[Collected data]
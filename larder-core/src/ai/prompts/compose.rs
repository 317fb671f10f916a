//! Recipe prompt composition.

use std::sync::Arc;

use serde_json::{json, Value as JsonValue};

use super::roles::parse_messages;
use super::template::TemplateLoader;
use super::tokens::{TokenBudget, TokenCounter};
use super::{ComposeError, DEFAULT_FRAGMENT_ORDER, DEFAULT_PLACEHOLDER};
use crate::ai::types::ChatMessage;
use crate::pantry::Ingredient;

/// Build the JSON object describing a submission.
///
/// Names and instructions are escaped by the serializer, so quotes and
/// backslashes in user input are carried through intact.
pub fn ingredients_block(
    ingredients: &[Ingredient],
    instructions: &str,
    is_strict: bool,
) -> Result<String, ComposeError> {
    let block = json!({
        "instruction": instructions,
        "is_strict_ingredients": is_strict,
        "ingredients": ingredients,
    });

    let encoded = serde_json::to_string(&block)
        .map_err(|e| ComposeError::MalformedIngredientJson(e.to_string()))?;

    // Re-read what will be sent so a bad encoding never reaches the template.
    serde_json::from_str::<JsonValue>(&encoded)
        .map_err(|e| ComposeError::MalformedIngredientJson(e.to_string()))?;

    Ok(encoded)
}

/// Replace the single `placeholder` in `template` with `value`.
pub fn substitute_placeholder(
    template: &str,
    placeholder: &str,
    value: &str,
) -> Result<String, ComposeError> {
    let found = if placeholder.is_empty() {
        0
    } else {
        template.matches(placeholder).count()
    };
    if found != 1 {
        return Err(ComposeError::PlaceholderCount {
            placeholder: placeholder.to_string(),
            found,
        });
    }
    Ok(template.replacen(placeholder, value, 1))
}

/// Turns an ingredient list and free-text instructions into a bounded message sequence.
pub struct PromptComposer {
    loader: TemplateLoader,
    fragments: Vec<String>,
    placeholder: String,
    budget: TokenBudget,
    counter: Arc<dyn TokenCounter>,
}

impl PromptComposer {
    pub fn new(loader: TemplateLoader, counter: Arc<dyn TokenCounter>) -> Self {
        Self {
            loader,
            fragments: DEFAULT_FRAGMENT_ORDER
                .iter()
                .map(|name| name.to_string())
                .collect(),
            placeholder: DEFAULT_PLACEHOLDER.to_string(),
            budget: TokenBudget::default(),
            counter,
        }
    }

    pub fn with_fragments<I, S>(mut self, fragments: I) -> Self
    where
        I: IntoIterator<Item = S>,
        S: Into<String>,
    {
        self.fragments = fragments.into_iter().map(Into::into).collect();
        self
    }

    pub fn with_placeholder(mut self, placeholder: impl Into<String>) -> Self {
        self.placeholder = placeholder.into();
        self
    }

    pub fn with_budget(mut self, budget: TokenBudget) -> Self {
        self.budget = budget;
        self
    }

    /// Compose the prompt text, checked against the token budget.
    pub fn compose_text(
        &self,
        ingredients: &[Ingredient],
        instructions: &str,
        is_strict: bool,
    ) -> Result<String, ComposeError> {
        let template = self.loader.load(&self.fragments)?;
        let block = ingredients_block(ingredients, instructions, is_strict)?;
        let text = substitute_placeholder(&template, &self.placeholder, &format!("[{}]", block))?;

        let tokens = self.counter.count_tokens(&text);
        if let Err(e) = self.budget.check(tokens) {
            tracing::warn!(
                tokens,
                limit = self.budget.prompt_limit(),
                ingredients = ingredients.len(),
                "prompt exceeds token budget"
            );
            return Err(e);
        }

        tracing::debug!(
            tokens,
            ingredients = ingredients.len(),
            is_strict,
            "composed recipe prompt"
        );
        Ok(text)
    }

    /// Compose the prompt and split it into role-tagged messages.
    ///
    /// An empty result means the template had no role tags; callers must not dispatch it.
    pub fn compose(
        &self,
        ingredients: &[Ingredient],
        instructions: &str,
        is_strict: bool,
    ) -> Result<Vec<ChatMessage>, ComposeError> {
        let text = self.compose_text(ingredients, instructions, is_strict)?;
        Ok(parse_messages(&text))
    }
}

---

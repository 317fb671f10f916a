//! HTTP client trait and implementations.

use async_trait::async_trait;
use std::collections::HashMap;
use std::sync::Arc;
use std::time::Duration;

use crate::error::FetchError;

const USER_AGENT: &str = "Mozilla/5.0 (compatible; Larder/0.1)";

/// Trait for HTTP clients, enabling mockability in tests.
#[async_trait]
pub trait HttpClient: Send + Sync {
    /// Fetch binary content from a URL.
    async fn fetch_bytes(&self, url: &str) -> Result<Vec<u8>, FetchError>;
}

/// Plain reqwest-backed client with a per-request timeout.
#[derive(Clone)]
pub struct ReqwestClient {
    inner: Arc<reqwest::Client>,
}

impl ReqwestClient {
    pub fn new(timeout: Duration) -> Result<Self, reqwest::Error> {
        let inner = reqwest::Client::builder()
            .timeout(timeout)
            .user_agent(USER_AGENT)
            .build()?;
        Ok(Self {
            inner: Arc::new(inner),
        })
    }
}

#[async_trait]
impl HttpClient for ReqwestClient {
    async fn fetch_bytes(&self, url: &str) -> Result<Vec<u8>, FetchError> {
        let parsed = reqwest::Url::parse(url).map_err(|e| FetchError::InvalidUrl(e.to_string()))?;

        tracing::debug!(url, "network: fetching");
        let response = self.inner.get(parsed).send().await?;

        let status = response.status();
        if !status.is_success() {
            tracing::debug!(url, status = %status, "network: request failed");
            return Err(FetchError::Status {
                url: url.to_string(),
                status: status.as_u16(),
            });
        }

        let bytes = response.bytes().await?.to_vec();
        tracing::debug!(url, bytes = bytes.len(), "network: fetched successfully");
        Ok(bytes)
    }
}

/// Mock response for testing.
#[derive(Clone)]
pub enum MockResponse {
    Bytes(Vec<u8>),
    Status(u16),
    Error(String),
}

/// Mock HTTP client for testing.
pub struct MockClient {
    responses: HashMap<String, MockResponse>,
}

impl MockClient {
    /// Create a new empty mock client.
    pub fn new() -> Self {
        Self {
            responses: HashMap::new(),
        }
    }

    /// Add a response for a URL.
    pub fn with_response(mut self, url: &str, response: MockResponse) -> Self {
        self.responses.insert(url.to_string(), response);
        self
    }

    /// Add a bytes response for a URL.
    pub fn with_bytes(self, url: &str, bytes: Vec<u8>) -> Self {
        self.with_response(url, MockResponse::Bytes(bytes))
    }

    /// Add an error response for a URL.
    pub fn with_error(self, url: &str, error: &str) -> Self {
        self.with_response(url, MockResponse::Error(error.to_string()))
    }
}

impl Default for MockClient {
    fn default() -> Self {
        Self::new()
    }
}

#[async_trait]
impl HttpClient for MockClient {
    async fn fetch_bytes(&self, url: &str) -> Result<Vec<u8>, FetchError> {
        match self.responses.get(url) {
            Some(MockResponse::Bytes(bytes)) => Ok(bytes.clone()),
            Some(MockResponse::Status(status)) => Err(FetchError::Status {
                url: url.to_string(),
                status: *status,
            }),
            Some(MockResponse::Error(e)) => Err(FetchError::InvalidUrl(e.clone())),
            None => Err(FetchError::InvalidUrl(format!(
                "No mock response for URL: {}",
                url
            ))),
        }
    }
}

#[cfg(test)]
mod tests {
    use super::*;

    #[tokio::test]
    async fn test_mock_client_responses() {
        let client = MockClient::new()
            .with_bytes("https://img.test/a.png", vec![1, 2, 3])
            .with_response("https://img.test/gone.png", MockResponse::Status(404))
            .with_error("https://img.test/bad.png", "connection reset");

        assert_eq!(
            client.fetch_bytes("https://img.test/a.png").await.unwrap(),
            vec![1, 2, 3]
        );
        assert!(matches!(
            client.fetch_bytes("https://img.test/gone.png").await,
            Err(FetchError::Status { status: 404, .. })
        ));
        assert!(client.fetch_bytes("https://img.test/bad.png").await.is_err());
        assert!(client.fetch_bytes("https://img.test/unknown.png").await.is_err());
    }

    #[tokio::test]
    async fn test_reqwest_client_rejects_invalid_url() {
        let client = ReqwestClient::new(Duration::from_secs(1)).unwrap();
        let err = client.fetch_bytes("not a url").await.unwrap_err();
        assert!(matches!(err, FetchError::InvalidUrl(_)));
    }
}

### [Instructions to follow]
All that belongs in the answer is the run of lines above from the line containing "filename larder-core/src/ai/prompts/compose.rs" through the line containing "use super::template::TemplateLoader;", exactly as written.

### [Result for this exercise]
filename larder-core/src/ai/prompts/compose.rs
repository 317fb671f10f916a
//! Recipe prompt composition.

use std::sync::Arc;

use serde_json::{json, Value as JsonValue};

use super::roles::parse_messages;
use super::template::TemplateLoader;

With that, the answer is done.